Phase behavior on the poly[octyl (meth)acrylate] + supercritical fluid solvents + monomer and CO 2 + monomer mixtures at high pressure

Abstract

Experimental cloud-point data to 220 °C and 2660 bar are reported for binary and ternary mixtures of poly(octyl acrylate) [P(OA)] + CO 2 + octyl acrylate (OA), poly(octyl methacrylate) [P(OMA)] + CO 2 + octyl methacrylate (OMA), and P(OA) + supercritical solvents systems. The cloud-point curves for the P(OA) + CO 2 + OA (or dimethyl ether (DME)) system changes the pressure–temperature ( P– T) curve from upper critical solution temperature (UCST) region to lower critical solution temperature (LCST) region as the OA (or DME) concentration increases.
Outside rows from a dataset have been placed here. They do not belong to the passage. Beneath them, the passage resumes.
impl PlaybackWaveform {
    pub fn new(factory: EngineFactory, on_play_pause: Box<dyn FnMut()>) -> Self {
        Self {
            factory,
            engine: None,
            source: None,
            is_ready: false,
            guard_until: None,
            on_play_pause,
            on_finish: None,
            on_seek: None,
        }
    }

    pub fn with_on_finish(mut self, on_finish: Box<dyn FnMut()>) -> Self {
        self.on_finish = Some(on_finish);
        self
    }

    pub fn with_on_seek(mut self, on_seek: Box<dyn FnMut(f64)>) -> Self {
        self.on_seek = Some(on_seek);
        self
    }

    /// Point the wrapper at a new audio source, or at nothing.
    ///
    /// Any existing engine is destroyed before a new one is constructed,
    /// so two live engines never coexist for this container. Readiness
    /// resets until the new engine reports `Ready`. A factory failure
    /// leaves the wrapper in the placeholder state.
    pub fn set_source(&mut self, source: Option<&str>) -> Result<()> {
        self.destroy_engine();
        self.source = None;

        let Some(url) = source else {
            return Ok(());
        };

        match (self.factory)(url) {
            Ok(engine) => {
                self.engine = Some(engine);
                self.source = Some(url.to_string());
                Ok(())
            }
            Err(e) => Err(e),
        }
    }

    /// Mirror the parent-owned `isPlaying` value into the engine.
    ///
    /// No-op until the engine has reported ready. Raises the
    /// self-triggered guard for [`GUARD_WINDOW_MS`] so the echo of this
    /// very call is not forwarded back to the parent. `play()` failures
    /// (autoplay-style refusals) are swallowed.
    pub fn set_playing(&mut self, playing: bool, now: Instant) {
        if !self.is_ready {
            return;
        }
        let Some(engine) = self.engine.as_mut() else {
            return;
        };
        self.guard_until = Some(now + Duration::from_millis(GUARD_WINDOW_MS));
        if playing {
            let _ = engine.play();
        } else {
            engine.pause();
        }
    }

    /// Drain and dispatch engine events. Called once per frame.
    pub fn pump_events(&mut self, now: Instant) {
        let Some(engine) = self.engine.as_mut() else {
            return;
        };
        let events = engine.poll_events();
        for event in events {
            match event {
                EngineEvent::Ready => {
                    self.is_ready = true;
                }
                EngineEvent::Play | EngineEvent::Pause => {
                    if !self.guard_active(now) {
                        (self.on_play_pause)();
                    }
                }
                EngineEvent::Finish => {
                    // Rewind first so the next play starts from zero,
                    // then tell the parent playback has stopped.
                    if let Some(engine) = self.engine.as_mut() {
                        engine.seek_to(0.0);
                    }
                    if !self.guard_active(now) {
                        match self.on_finish.as_mut() {
                            Some(cb) => cb(),
                            None => (self.on_play_pause)(),
                        }
                    }
                }
                EngineEvent::Seek(fraction) => {
                    let duration = self
                        .engine
                        .as_ref()
                        .map(|e| e.duration_secs())
                        .unwrap_or(0.0);
                    if duration > 0.0 {
                        if let Some(cb) = self.on_seek.as_mut() {
                            cb(fraction * duration);
                        }
                    }
                }
            }
        }
    }

    /// Forward a surface interaction (the CLI's seek keys stand in for a
    /// click on the rendered waveform) straight to the engine, which
    /// will echo a `Seek` event back through `pump_events`.
    pub fn seek_fraction(&mut self, fraction: f64) {
        if let Some(engine) = self.engine.as_mut() {
            engine.seek_to(fraction);
        }
    }

    pub fn is_ready(&self) -> bool {
        self.is_ready
    }

    pub fn has_source(&self) -> bool {
        self.source.is_some()
    }

    pub fn duration_secs(&self) -> f64 {
        self.engine
            .as_ref()
            .map(|e| e.duration_secs())
            .unwrap_or(0.0)
    }

    fn guard_active(&self, now: Instant) -> bool {
        self.guard_until.map(|until| now < until).unwrap_or(false)
    }

    fn destroy_engine(&mut self) {
        if let Some(mut engine) = self.engine.take() {
            engine.destroy();
        }
        self.is_ready = false;
        self.guard_until = None;
    }
}
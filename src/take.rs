// src/take.rs

use anyhow::Result;
use serde::{Deserialize, Serialize};
use std::fs::File;
use std::io::{BufReader, BufWriter};
use std::path::{Path, PathBuf};

/// Metadata written beside each finished take.
#[derive(Serialize, Deserialize, Debug, Clone)]
pub struct TakeManifest {
    pub version: u32,
    pub duration_secs: f64,
    pub sample_rate: u32,
    pub channels: usize,
}

impl TakeManifest {
    pub fn save_to_disk(&self, path: &Path) -> Result<()> {
        let file = File::create(path)?;
        serde_json::to_writer_pretty(BufWriter::new(file), self)?;
        Ok(())
    }

    pub fn load_from_disk(path: &Path) -> Result<Self> {
        let file = File::open(path)?;
        let manifest = serde_json::from_reader(BufReader::new(file))?;
        Ok(manifest)
    }
}

/// A finished recording on disk, playing the role a blob URL plays in a
/// browser frontend: whoever created it releases it, exactly once, when
/// it is replaced or goes out of scope. Consumers borrow the path and
/// never take ownership of the file.
pub struct RecordedTake {
    wav_path: PathBuf,
    manifest_path: PathBuf,
    manifest: TakeManifest,
    released: bool,
}

impl RecordedTake {
    /// Register a freshly written WAV and persist its manifest.
    pub fn new(
        wav_path: PathBuf,
        duration_secs: f64,
        sample_rate: u32,
        channels: usize,
    ) -> Result<Self> {
        let manifest = TakeManifest {
            version: 1,
            duration_secs,
            sample_rate,
            channels,
        };
        let manifest_path = wav_path.with_extension("json");
        manifest.save_to_disk(&manifest_path)?;
        Ok(Self {
            wav_path,
            manifest_path,
            manifest,
            released: false,
        })
    }

    pub fn path(&self) -> &Path {
        &self.wav_path
    }

    /// The source string handed to the playback wrapper.
    pub fn url(&self) -> String {
        self.wav_path.to_string_lossy().into_owned()
    }

    pub fn duration_secs(&self) -> f64 {
        self.manifest.duration_secs
    }

    pub fn manifest(&self) -> &TakeManifest {
        &self.manifest
    }

    /// Delete the take and its manifest. The second and later calls do
    /// nothing, so replace-then-drop cannot double-delete.
    pub fn release(&mut self) {
        if self.released {
            return;
        }
        self.released = true;
        if let Err(e) = std::fs::remove_file(&self.wav_path) {
            eprintln!("Failed to remove take {}: {e}", self.wav_path.display());
        }
        let _ = std::fs::remove_file(&self.manifest_path);
    }
}

impl Drop for RecordedTake {
    fn drop(&mut self) {
        self.release();
    }
}
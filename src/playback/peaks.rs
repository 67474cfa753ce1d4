// src/playback/peaks.rs

use anyhow::Result;
use std::path::Path;

use crate::playback::engine::decode_mono;

/// Peak-normalized min/max envelope of a finished take, one bin per
/// display column. This is the static picture behind the transport; the
/// live visualizer never uses it.
pub struct Peaks {
    pub mins: Vec<f32>,
    pub maxs: Vec<f32>,
}

impl Peaks {
    /// Bin mono frames into `columns` min/max pairs and normalize so the
    /// loudest moment spans the full height.
    pub fn from_frames(frames: &[f32], columns: usize) -> Self {
        let columns = columns.max(1);
        if frames.is_empty() {
            return Self {
                mins: Vec::new(),
                maxs: Vec::new(),
            };
        }

        let bin = (frames.len() / columns).max(1);
        let mut mins = Vec::with_capacity(columns);
        let mut maxs = Vec::with_capacity(columns);
        let mut peak = 0.0f32;

        for chunk in frames.chunks(bin) {
            let mut lo = f32::INFINITY;
            let mut hi = f32::NEG_INFINITY;
            for &s in chunk {
                if s < lo {
                    lo = s;
                }
                if s > hi {
                    hi = s;
                }
                if s.abs() > peak {
                    peak = s.abs();
                }
            }
            mins.push(lo);
            maxs.push(hi);
            if mins.len() == columns {
                break;
            }
        }

        if peak > 0.0 {
            let scale = 1.0 / peak;
            for v in mins.iter_mut().chain(maxs.iter_mut()) {
                *v *= scale;
            }
        }

        Self { mins, maxs }
    }

    /// Decode a take from disk and bin it.
    pub fn from_file(path: &Path, columns: usize) -> Result<Self> {
        let (frames, _rate) = decode_mono(&path.to_string_lossy())?;
        Ok(Self::from_frames(&frames, columns))
    }

    pub fn len(&self) -> usize {
        self.mins.len()
    }

    pub fn is_empty(&self) -> bool {
        self.mins.is_empty()
    }
}

/// Map a clicked display column to a progress fraction in [0, 1].
pub fn column_to_fraction(column: usize, columns: usize) -> f64 {
    if columns == 0 {
        return 0.0;
    }
    (column.min(columns - 1) as f64) / columns as f64
}

#[cfg(test)]
mod tests {
    use super::*;

    #[test]
    fn test_empty_input() {
        let p = Peaks::from_frames(&[], 100);
        assert!(p.is_empty());
    }

    #[test]
    fn test_bins_capture_extremes() {
        // Two bins: first all positive, second all negative.
        let mut frames = vec![0.5f32; 100];
        frames.extend(vec![-0.5f32; 100]);
        let p = Peaks::from_frames(&frames, 2);
        assert_eq!(p.len(), 2);
        assert_eq!(p.maxs[0], 1.0, "normalized to the global peak");
        assert_eq!(p.mins[1], -1.0);
    }

    #[test]
    fn test_normalization_scales_to_peak() {
        let frames = vec![0.25f32, -0.125, 0.25, 0.125];
        let p = Peaks::from_frames(&frames, 1);
        assert_eq!(p.maxs[0], 1.0);
        assert_eq!(p.mins[0], -0.5);
    }

    #[test]
    fn test_column_count_bounded() {
        let frames = vec![0.1f32; 1000];
        let p = Peaks::from_frames(&frames, 64);
        assert!(p.len() <= 64);
    }

    #[test]
    fn test_column_to_fraction() {
        assert_eq!(column_to_fraction(0, 100), 0.0);
        assert_eq!(column_to_fraction(50, 100), 0.5);
        assert_eq!(column_to_fraction(200, 100), 0.99);
        assert_eq!(column_to_fraction(5, 0), 0.0);
    }
}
The P(OA) + C 4 hydrocarbons cloud-point curves are ∼150 bar lower than the P(OA) + C 3 hydrocarbons curves at fixed temperature. The phase behavior for the system P(OMA) + CO 2 + OMA are measured in changes of the P– T slope, and with cosolvent concentrations of 0–42.4 wt.%. High pressures phase behavior data are measured for the CO 2 + OA and CO 2 + OMA systems at the temperature range from 40 to 120 °C and pressures up to ∼208 bar. Both system exhibit type-I phase behavior with a continuous mixture-critical curve and both are adequately modeled with the Peng–Robinson equation of state.